The incident is a reminder of the true cost of reputation on your bottom line and how a perceived lack of transparency will harm new product launches and create the market for investigative journalism that looks under the hood for other ways you might be falling short of your intended goals.

Marks and Spencer blames Brexit after shuttering stores

The retail chain is closing 11 of its stores in France over supply chain problems it says are caused by the U.K. withdrawing from the European Union, a move known as “Brexit.” The statement shows how European companies are explaining their strategic decisions that have been forced by the economic shift.

CNN reported:

“The supply chain complexities in place following the UK’s exit from the European Union now make it near impossible for us to serve fresh and chilled products to customers to the high standards they expect, resulting in an ongoing impact to the performance of our business,” M&S managing director of international Paul Friston said in a statement.

What you should know: When public policy or political change threatens your business model, it’s essential to explain to stakeholders why the changes that are coming are connected to those big picture decisions.

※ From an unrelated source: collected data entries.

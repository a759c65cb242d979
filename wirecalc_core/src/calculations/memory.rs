//! # Calculation Memory
//!
//! Runs the full chain for one circuit and assembles the report:
//!
//! ```text
//! 1 validation → 2 ambient temperature → 3 nominal current →
//! 4 temperature rating → 5 current adjustment → 6 feeder conductor →
//! 7 ground conductor → 8 raceway sizing → 9 voltage drop → report
//! ```
//!
//! The first failing stage aborts the run; its error is wrapped in
//! [`CalcError::Stage`] and reads `step N (stage): cause`.
//!
//! The supplied voltage is resolved once into a [`SystemVoltage`]. Nominal
//! current reads it in the topology's supply reference and voltage drop in
//! the topology's drop reference, so 440 V phase-to-phase and 254 V
//! phase-to-neutral describe the same wye system.
//!
//! ## Example
//!
//! ```rust
//! use wirecalc_core::calculations::memory::{calculate_memory, CircuitInput};
//! use wirecalc_core::settings::GlobalSettings;
//! use wirecalc_core::tables::nom_tables;
//!
//! let input: CircuitInput = serde_json::from_str(r#"{
//!     "label": "AHF-01",
//!     "equipment": { "source": "manual", "mode": "amperage", "amperes": 50.0 },
//!     "topology": "wye",
//!     "voltage": 220.0,
//!     "state": "Aguascalientes",
//!     "raceway": "conduit-pvc",
//!     "breaker_a": 100.0,
//!     "length_m": 10.0
//! }"#).unwrap();
//!
//! let report = calculate_memory(nom_tables(), &input, &GlobalSettings::default()).unwrap();
//! assert_eq!(report.nominal_current.0, 50.0);
//! assert!(report.compliant);
//! ```

use serde::{Deserialize, Serialize};
use tracing::{debug, info, warn};

use super::adjustment::{adjust_current_at, resolve_ambient, AdjustmentInput, AdjustmentResult};
use super::conductor::{select_feeder_for, select_ground_for, FeederResult, GroundResult};
use super::current::{nominal_current, EquipmentRating, EquipmentSource, ResolvedEquipment};
use super::raceway::{size_raceway, RacewayResult, RacewaySizingInput};
use super::temperature::select_rating;
use super::voltage_drop::{self, DropMethod, VoltageDropInput, VoltageDropResult};
use crate::conductors::{ConductorMaterial, TemperatureRating};
use crate::equations::{Equation, EquationTracker, EquationUsage};
use crate::errors::{CalcError, CalcResult, Stage};
use crate::installation::{RacewayMethod, SystemVoltage, Topology, VoltageReference};
use crate::nom_factors::{nom_ref, EquipmentCategory};
use crate::settings::GlobalSettings;
use crate::tables::LookupTables;
use crate::units::{Amperes, Meters, Volts};

fn one() -> u32 {
    1
}

/// Equipment and installation parameters for one circuit.
///
/// ## JSON Example
///
/// ```json
/// {
///   "label": "TR-01",
///   "equipment": { "source": "catalog", "key": "TR-112.5" },
///   "topology": "delta",
///   "voltage": 480.0,
///   "state": "Nuevo León",
///   "raceway": "spaced-tray",
///   "breaker_a": 175.0,
///   "length_m": 45.0,
///   "material": "Copper",
///   "parallel_per_phase": 1,
///   "raceways": 1,
///   "max_voltage_drop_percent": 3.0,
///   "control_cable_diameters_mm": [12.5]
/// }
/// ```
#[derive(Debug, Clone, PartialEq, Serialize, Deserialize)]
pub struct CircuitInput {
    /// Circuit label (e.g., "AHF-01", "Feeder to TR-2")
    pub label: String,

    pub equipment: EquipmentSource,

    /// Usage category for manual entries; catalog records carry their own
    #[serde(default)]
    pub category: EquipmentCategory,

    pub topology: Topology,

    /// Nominal system voltage (V), one of the standard voltages
    pub voltage: Volts,

    /// What `voltage` refers to; unset reads it phase-to-neutral for
    /// single-phase and phase-to-phase for every other topology
    #[serde(default)]
    pub voltage_reference: Option<VoltageReference>,

    /// Installation state, keys the ambient temperature table
    pub state: String,

    pub raceway: RacewayMethod,

    /// Protective device (ITM) rating (A)
    pub breaker_a: f64,

    /// One-way run length (m)
    pub length_m: f64,

    #[serde(default)]
    pub material: ConductorMaterial,

    #[serde(default = "one")]
    pub parallel_per_phase: u32,

    #[serde(default = "one")]
    pub raceways: u32,

    /// Allowed voltage drop (%); unset takes the settings default
    #[serde(default)]
    pub max_voltage_drop_percent: Option<f64>,

    /// Forces the ampacity column
    #[serde(default)]
    pub temperature_override: Option<TemperatureRating>,

    /// Outer diameters of control cables sharing the raceway (mm)
    #[serde(default)]
    pub control_cable_diameters_mm: Vec<f64>,

    /// Unset takes the settings default
    #[serde(default)]
    pub drop_method: Option<DropMethod>,
}

impl CircuitInput {
    /// Validate input parameters.
    pub fn validate(&self) -> CalcResult<()> {
        if self.state.trim().is_empty() {
            return Err(CalcError::missing_field("state"));
        }
        Volts::standard(self.voltage.0)?;
        if !self.breaker_a.is_finite() || self.breaker_a <= 0.0 {
            return Err(CalcError::invalid_input(
                "breaker_a",
                self.breaker_a.to_string(),
                "Breaker rating must be positive",
            ));
        }
        if !self.length_m.is_finite() || self.length_m <= 0.0 {
            return Err(CalcError::InvalidLength { length_m: self.length_m });
        }
        if self.parallel_per_phase < 1 {
            return Err(CalcError::InvalidParallelCount {
                count: self.parallel_per_phase,
            });
        }
        if self.raceways < 1 {
            return Err(CalcError::InvalidRacewayCount { count: self.raceways });
        }
        if let Some(limit) = self.max_voltage_drop_percent {
            if !limit.is_finite() || limit <= 0.0 {
                return Err(CalcError::InvalidLimit { percent: limit });
            }
        }
        if let Some(d) = self.control_cable_diameters_mm.iter().find(|d| !d.is_finite() || **d <= 0.0) {
            return Err(CalcError::invalid_input(
                "control_cable_diameters_mm",
                d.to_string(),
                "Control cable diameters must be positive",
            ));
        }
        Ok(())
    }
}

/// The complete calculation memory of one circuit.
#[derive(Debug, Clone, PartialEq, Serialize, Deserialize)]
pub struct MemoryReport {
    pub label: String,
    /// Code edition the memory was calculated under
    pub code: String,
    pub equipment: ResolvedEquipment,
    pub topology: Topology,
    pub voltage: Volts,
    /// How `voltage` was read
    pub voltage_reference: VoltageReference,
    pub system_voltage: SystemVoltage,
    pub state: String,
    pub raceway_method: RacewayMethod,
    pub breaker_a: f64,
    pub length: Meters,

    pub ambient_c: i32,
    pub nominal_current: Amperes,
    pub temperature_rating: TemperatureRating,
    /// Rating came from the input rather than the termination rule
    pub temperature_overridden: bool,
    pub adjustment: AdjustmentResult,
    pub feeder: FeederResult,
    pub ground: GroundResult,
    pub raceway: RacewayResult,
    pub voltage_drop: VoltageDropResult,

    /// Feeder ampacity suffices and the voltage drop is within its limit
    pub compliant: bool,

    /// Equations applied, in order
    pub equations: Vec<EquationUsage>,
}

impl MemoryReport {
    /// Tracker over the recorded equations, for the PDF appendix
    pub fn equation_tracker(&self) -> EquationTracker {
        EquationTracker::from(self.equations.clone())
    }
}

fn at<T>(stage: Stage, result: CalcResult<T>) -> CalcResult<T> {
    result.map_err(|e| e.at_stage(stage))
}

/// Calculate the memory of one circuit.
///
/// Tables are only read; distinct circuits may be calculated in parallel
/// against the same tables.
pub fn calculate_memory(
    tables: &dyn LookupTables,
    input: &CircuitInput,
    settings: &GlobalSettings,
) -> CalcResult<MemoryReport> {
    let label = input.label.as_str();
    let mut tracker = EquationTracker::new();

    // 1. Validation
    at(Stage::Validation, input.validate().and_then(|_| settings.validate()))?;
    let max_percent = input
        .max_voltage_drop_percent
        .unwrap_or(settings.max_voltage_drop_percent);
    let drop_method = input.drop_method.unwrap_or(settings.drop_method);
    let voltage_reference = input
        .voltage_reference
        .unwrap_or(input.topology.supply_reference());
    let system_voltage = SystemVoltage::resolve(input.voltage, voltage_reference);
    debug!(
        circuit = label,
        v_ff = system_voltage.phase_to_phase.0,
        v_fn = system_voltage.phase_to_neutral.0,
        "input valid"
    );

    // 2. Ambient temperature
    let ambient_c = at(Stage::AmbientTemperature, resolve_ambient(tables, &input.state))?;
    debug!(circuit = label, state = %input.state, ambient_c, "ambient temperature resolved");

    // 3. Nominal current
    let equipment = at(Stage::NominalCurrent, input.equipment.resolve(tables, input.category))?;
    let nominal = at(
        Stage::NominalCurrent,
        nominal_current(
            &equipment.rating,
            input.topology,
            system_voltage.get(input.topology.supply_reference()),
        ),
    )?;
    if let EquipmentRating::Power { .. } = equipment.rating {
        let equation = if input.topology.is_three_phase() {
            Equation::NominalCurrentThreePhase
        } else {
            Equation::NominalCurrentSinglePhase
        };
        tracker.record_for_circuit(equation, "Nominal current", label);
    }
    debug!(circuit = label, nominal_a = nominal.0, "nominal current");

    // 4. Temperature rating
    let rating = select_rating(nominal, input.raceway, input.temperature_override);
    if input.temperature_override.is_none() {
        tracker.record_for_circuit(Equation::TerminationRating, "Temperature rating", label);
    }
    debug!(circuit = label, rating = %rating, "temperature rating selected");

    // 5. Current adjustment
    let adjustment_input = AdjustmentInput {
        nominal,
        state: input.state.clone(),
        raceway: input.raceway,
        topology: input.topology,
        category: equipment.category,
        parallel_per_phase: input.parallel_per_phase,
        raceways: input.raceways,
        rating,
    };
    let adjustment = at(
        Stage::CurrentAdjustment,
        adjust_current_at(tables, &adjustment_input, ambient_c),
    )?;
    tracker.record_for_circuit(Equation::AdjustedCurrent, "Design current", label);

    // 6. Feeder conductor
    let mut feeder = at(
        Stage::FeederConductor,
        select_feeder_for(
            tables,
            adjustment.adjusted,
            input.parallel_per_phase,
            input.raceway,
            input.material,
            rating,
        ),
    )?;
    tracker.record_for_circuit(Equation::FeederAmpacity, "Feeder conductor", label);

    // 7. Ground conductor
    let ground = at(
        Stage::GroundConductor,
        select_ground_for(tables, input.breaker_a, input.material),
    )?;
    tracker.record_for_circuit(Equation::GroundConductor, "Grounding conductor", label);

    // 8. Raceway sizing
    let raceway = at(
        Stage::RacewaySizing,
        size_raceway(
            tables,
            &RacewaySizingInput {
                method: input.raceway,
                topology: input.topology,
                parallel_per_phase: input.parallel_per_phase,
                raceways: input.raceways,
                phase: &feeder.conductor,
                ground: &ground.conductor,
                control_diameters_mm: &input.control_cable_diameters_mm,
            },
        ),
    )?;
    let raceway_equation = match input.raceway {
        RacewayMethod::SpacedTray => Equation::SpacedTrayWidth,
        RacewayMethod::TriangularTray => Equation::TriangularTrayWidth,
        _ => Equation::ConduitFill,
    };
    tracker.record_for_circuit(raceway_equation, "Raceway sizing", label);

    // 9. Voltage drop
    let impedance = at(
        Stage::VoltageDrop,
        tables
            .impedance(feeder.conductor.calibre, input.raceway, feeder.conductor.material)
            .ok_or_else(|| {
                CalcError::lookup_miss(
                    nom_ref::IMPEDANCE,
                    format!("{} {} in {}", feeder.conductor.calibre, feeder.conductor.material, input.raceway),
                )
            }),
    )?;
    feeder.conductor = feeder
        .conductor
        .clone()
        .with_impedance(impedance.resistance, impedance.reactance);

    let drop = at(
        Stage::VoltageDrop,
        voltage_drop::calculate(&VoltageDropInput {
            resistance: impedance.resistance,
            reactance: impedance.reactance,
            topology: input.topology,
            parallel_per_phase: input.parallel_per_phase,
            length: Meters(input.length_m),
            voltage: system_voltage.get(input.topology.reference()),
            reference: input.topology.reference(),
            current: adjustment.adjusted,
            max_percent,
            method: drop_method,
            power_factor: equipment.rating.power_factor(),
        }),
    )?;
    let impedance_equation = match drop.method {
        DropMethod::Magnitude => Equation::ImpedanceMagnitude,
        DropMethod::PowerFactor => Equation::EffectiveImpedance,
    };
    tracker.record_for_circuit(impedance_equation, "Voltage drop", label);
    tracker.record_for_circuit(Equation::VoltageDrop, "Voltage drop", label);
    tracker.record_for_circuit(Equation::VoltageDropPercent, "Voltage drop", label);

    if !drop.compliant {
        warn!(
            circuit = label,
            percent = drop.percent,
            limit = drop.limit_percent,
            "voltage drop exceeds limit"
        );
    }

    let compliant = drop.compliant && feeder.is_sufficient();
    info!(
        circuit = label,
        feeder = %feeder.conductor.designation(),
        raceway = %raceway.size_label,
        drop_percent = drop.percent,
        compliant,
        "calculation memory complete"
    );

    Ok(MemoryReport {
        label: input.label.clone(),
        code: settings.code.clone(),
        equipment,
        topology: input.topology,
        voltage: input.voltage,
        voltage_reference,
        system_voltage,
        state: input.state.clone(),
        raceway_method: input.raceway,
        breaker_a: input.breaker_a,
        length: Meters(input.length_m),
        ambient_c,
        nominal_current: nominal,
        temperature_rating: rating,
        temperature_overridden: input.temperature_override.is_some(),
        adjustment,
        feeder,
        ground,
        raceway,
        voltage_drop: drop,
        compliant,
        equations: tracker.into_usages(),
    })
}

As complicated as the European trade system is, the ability to make these complex tradeoffs clearly understood by a wide audience will be crucial for companies facing the turmoil of the transition ahead.


Lavinia Thanapathy started a conversation on LinkedIn where women shared pictures of themselves as young girls to inspire the next generation of leaders and entrepreneurs.

The hashtag #ThisLittleGirlIsMe took off as women shared their stories of how they got to where they are. The photos and personal narratives are examples of how authentic storytelling can resonate on social media.

And a good hashtag still has a lot of power.


Chevron’s CEO Mike Worth, in an interview with “Mad Money,” explained that the company is not investing its resources earmarked for “lower-carbon” projects to wind and solar because management doesn’t foresee being able to offer shareholder profit.

CNBC reported:

“One of the things we’ve chosen not to go into is wind and solar,” Wirth said in a “Mad Money” interview. “These are technologies that are relatively mature. There is plenty of capital that’s available. The returns in wind and solar are actually being bid down, and we’ve concluded that management in our company can’t create value for shareholders by going into wind and solar.”

The interview comes one day after Chevron announced it would triple its capital investment in lower-carbon energy businesses as part of its response to the climate crisis and to meet its commitments to reduce emissions.

However, the message is clear that oil companies are not going to sacrifice profit to invest in technology that could more quickly resolve the emissions problems that are driving global climate change. The story reminds communicators that their messages about social purpose most take care not to overpromise or mislead about the decisions that the business is making about its future.

It’s all well and good to stand for something beyond just profit, but for most companies, profit is still the deciding factor.


One Response to “62% of Americans say COVID restrictions worth the cost, TikTok faces GDPR investigation, and lawmakers decry Instagram for Kids”

    Ronald N Levy says:

    Damn right. Profit is “the deciding factor” for Chevron and nearly ALL American companies just as having enough food and rent money is a “deciding factor” in where most of us choose to work, because survival is a common sense goal. What’s the alternative, NOT having profit as a deciding factor, deciding based on what’s best for poor people or minorities or some philosophical gestalt?

    No one who wants personal survival should look down on companies that want more income than outgo so their employees, stockholders, neighbors and suppliers can survive.

    We should resist holding our noses, as if we’re superior, at companies for whom a deciding factor in making decisions is profit. Even top journalists may not be superior to people who survive by working to make a profit.